INPUT DATA:
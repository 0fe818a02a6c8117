//! Core logging bootstrap and safety policy.
//!
//! # Responsibility
//! - Initialize the process-wide logger exactly once (rolling files or stderr).
//! - Emit stable, metadata-only diagnostic events from core.
//!
//! # Invariants
//! - Logging init is idempotent for the same level and destination.
//! - Logging initialization must not panic.
//! - Re-initialization with a different level or destination is rejected.

use flexi_logger::{Cleanup, Criterion, FileSpec, Logger, LoggerHandle, Naming, WriteMode};
use log::{error, info};
use once_cell::sync::OnceCell;
use std::path::{Path, PathBuf};

const LOG_FILE_BASENAME: &str = "relgraph";
const MAX_LOG_FILE_SIZE_BYTES: u64 = 10 * 1024 * 1024;
const MAX_LOG_FILES: usize = 5;
const MAX_PANIC_PAYLOAD_CHARS: usize = 160;

static LOGGING_STATE: OnceCell<LoggingState> = OnceCell::new();
static PANIC_HOOK_INSTALLED: OnceCell<()> = OnceCell::new();

struct LoggingState {
    level: &'static str,
    log_dir: Option<PathBuf>,
    _logger: LoggerHandle,
}

/// Initializes core logging with level and optional directory.
///
/// `log_dir = None` logs to stderr; `Some(dir)` writes rotating files there.
///
/// # Invariants
/// - Calling this function repeatedly with the same configuration is idempotent.
/// - Calling this function with a different `level` or destination is rejected.
/// - Initialization never panics.
///
/// # Errors
/// - Returns an error when `level` is unsupported.
/// - Returns an error when `log_dir` is empty, non-absolute, or cannot be created.
/// - Returns an error when logger backend setup fails.
pub fn init_logging(level: &str, log_dir: Option<&Path>) -> Result<(), String> {
    let normalized_level = normalize_level(level)?;
    let normalized_dir = log_dir.map(normalize_log_dir).transpose()?;

    let init_dir = normalized_dir.clone();
    let state = LOGGING_STATE.get_or_try_init(|| -> Result<LoggingState, String> {
        let logger = start_logger(normalized_level, init_dir.as_deref())?;
        install_panic_hook_once();

        info!(
            "event=app_start module=core status=ok platform={} build_mode={} version={}",
            std::env::consts::OS,
            build_mode(),
            env!("CARGO_PKG_VERSION")
        );
        info!(
            "event=core_init module=core status=ok level={} destination={}",
            normalized_level,
            describe_destination(init_dir.as_deref())
        );

        Ok(LoggingState {
            level: normalized_level,
            log_dir: init_dir,
            _logger: logger,
        })
    })?;

    if state.log_dir != normalized_dir {
        return Err(format!(
            "logging already initialized at `{}`; refusing to switch to `{}`",
            describe_destination(state.log_dir.as_deref()),
            describe_destination(normalized_dir.as_deref())
        ));
    }
    if state.level != normalized_level {
        return Err(format!(
            "logging already initialized with level `{}`; refusing to switch to `{}`",
            state.level, normalized_level
        ));
    }

    Ok(())
}

/// Returns active logging status metadata.
///
/// Returns `None` when logging has not been initialized.
/// Returns `(level, log_dir)` when active; `log_dir = None` means stderr.
pub fn logging_status() -> Option<(&'static str, Option<PathBuf>)> {
    LOGGING_STATE
        .get()
        .map(|state| (state.level, state.log_dir.clone()))
}

/// Returns the default log level for current build mode.
///
/// - `debug` builds -> `debug`
/// - `release` builds -> `info`
pub fn default_log_level() -> &'static str {
    if cfg!(debug_assertions) {
        "debug"
    } else {
        "info"
    }
}

pub(crate) fn normalize_level(level: &str) -> Result<&'static str, String> {
    match level.trim().to_ascii_lowercase().as_str() {
        "trace" => Ok("trace"),
        "debug" => Ok("debug"),
        "info" => Ok("info"),
        "warn" | "warning" => Ok("warn"),
        "error" => Ok("error"),
        other => Err(format!(
            "unsupported log level `{other}`; expected trace|debug|info|warn|error"
        )),
    }
}

pub(crate) fn normalize_log_dir(log_dir: &Path) -> Result<PathBuf, String> {
    if log_dir.as_os_str().is_empty() {
        return Err("log_dir cannot be empty".to_string());
    }
    if !log_dir.is_absolute() {
        return Err(format!(
            "log_dir must be an absolute path, got `{}`",
            log_dir.display()
        ));
    }
    Ok(log_dir.to_path_buf())
}

fn start_logger(level: &'static str, log_dir: Option<&Path>) -> Result<LoggerHandle, String> {
    let logger =
        Logger::try_with_str(level).map_err(|err| format!("invalid log level `{level}`: {err}"))?;

    let logger = match log_dir {
        Some(dir) => {
            std::fs::create_dir_all(dir).map_err(|err| {
                format!("failed to create log directory `{}`: {err}", dir.display())
            })?;
            logger
                .log_to_file(
                    FileSpec::default()
                        .directory(dir)
                        .basename(LOG_FILE_BASENAME),
                )
                .rotate(
                    Criterion::Size(MAX_LOG_FILE_SIZE_BYTES),
                    Naming::Numbers,
                    Cleanup::KeepLogFiles(MAX_LOG_FILES),
                )
                .write_mode(WriteMode::BufferAndFlush)
                .append()
                .format_for_files(flexi_logger::detailed_format)
        }
        None => logger
            .log_to_stderr()
            .format_for_stderr(flexi_logger::detailed_format),
    };

    logger
        .start()
        .map_err(|err| format!("failed to start logger: {err}"))
}

fn describe_destination(log_dir: Option<&Path>) -> String {
    match log_dir {
        Some(dir) => dir.display().to_string(),
        None => "stderr".to_string(),
    }
}

fn build_mode() -> &'static str {
    if cfg!(debug_assertions) {
        "debug"
    } else {
        "release"
    }
}

fn install_panic_hook_once() {
    if PANIC_HOOK_INSTALLED.get().is_some() {
        return;
    }

    let previous_hook = std::panic::take_hook();
    std::panic::set_hook(Box::new(move |panic_info| {
        // Panic payloads can carry record data; keep them single-line and short.
        let location = panic_info
            .location()
            .map(|loc| format!("{}:{}", loc.file(), loc.line()))
            .unwrap_or_else(|| "unknown".to_string());
        let payload = panic_payload_summary(panic_info);
        error!(
            "event=panic_captured module=core status=error location={} payload={}",
            location, payload
        );
        previous_hook(panic_info);
    }));

    let _ = PANIC_HOOK_INSTALLED.set(());
}

fn panic_payload_summary(info: &std::panic::PanicHookInfo<'_>) -> String {
    let payload = if let Some(message) = info.payload().downcast_ref::<&str>() {
        (*message).to_string()
    } else if let Some(message) = info.payload().downcast_ref::<String>() {
        message.clone()
    } else {
        "non-string panic payload".to_string()
    };

    sanitize_message(&payload, MAX_PANIC_PAYLOAD_CHARS)
}

fn sanitize_message(value: &str, max_chars: usize) -> String {
    let normalized = value.replace(['\n', '\r'], " ");
    let mut truncated = normalized.chars().take(max_chars).collect::<String>();
    if normalized.chars().count() > max_chars {
        truncated.push_str("...");
    }
    truncated
}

TASK: Show the lines of the listing above with "function".

TASK OUTPUT:
/// - Calling this function repeatedly with the same configuration is idempotent.
/// - Calling this function with a different `level` or destination is rejected.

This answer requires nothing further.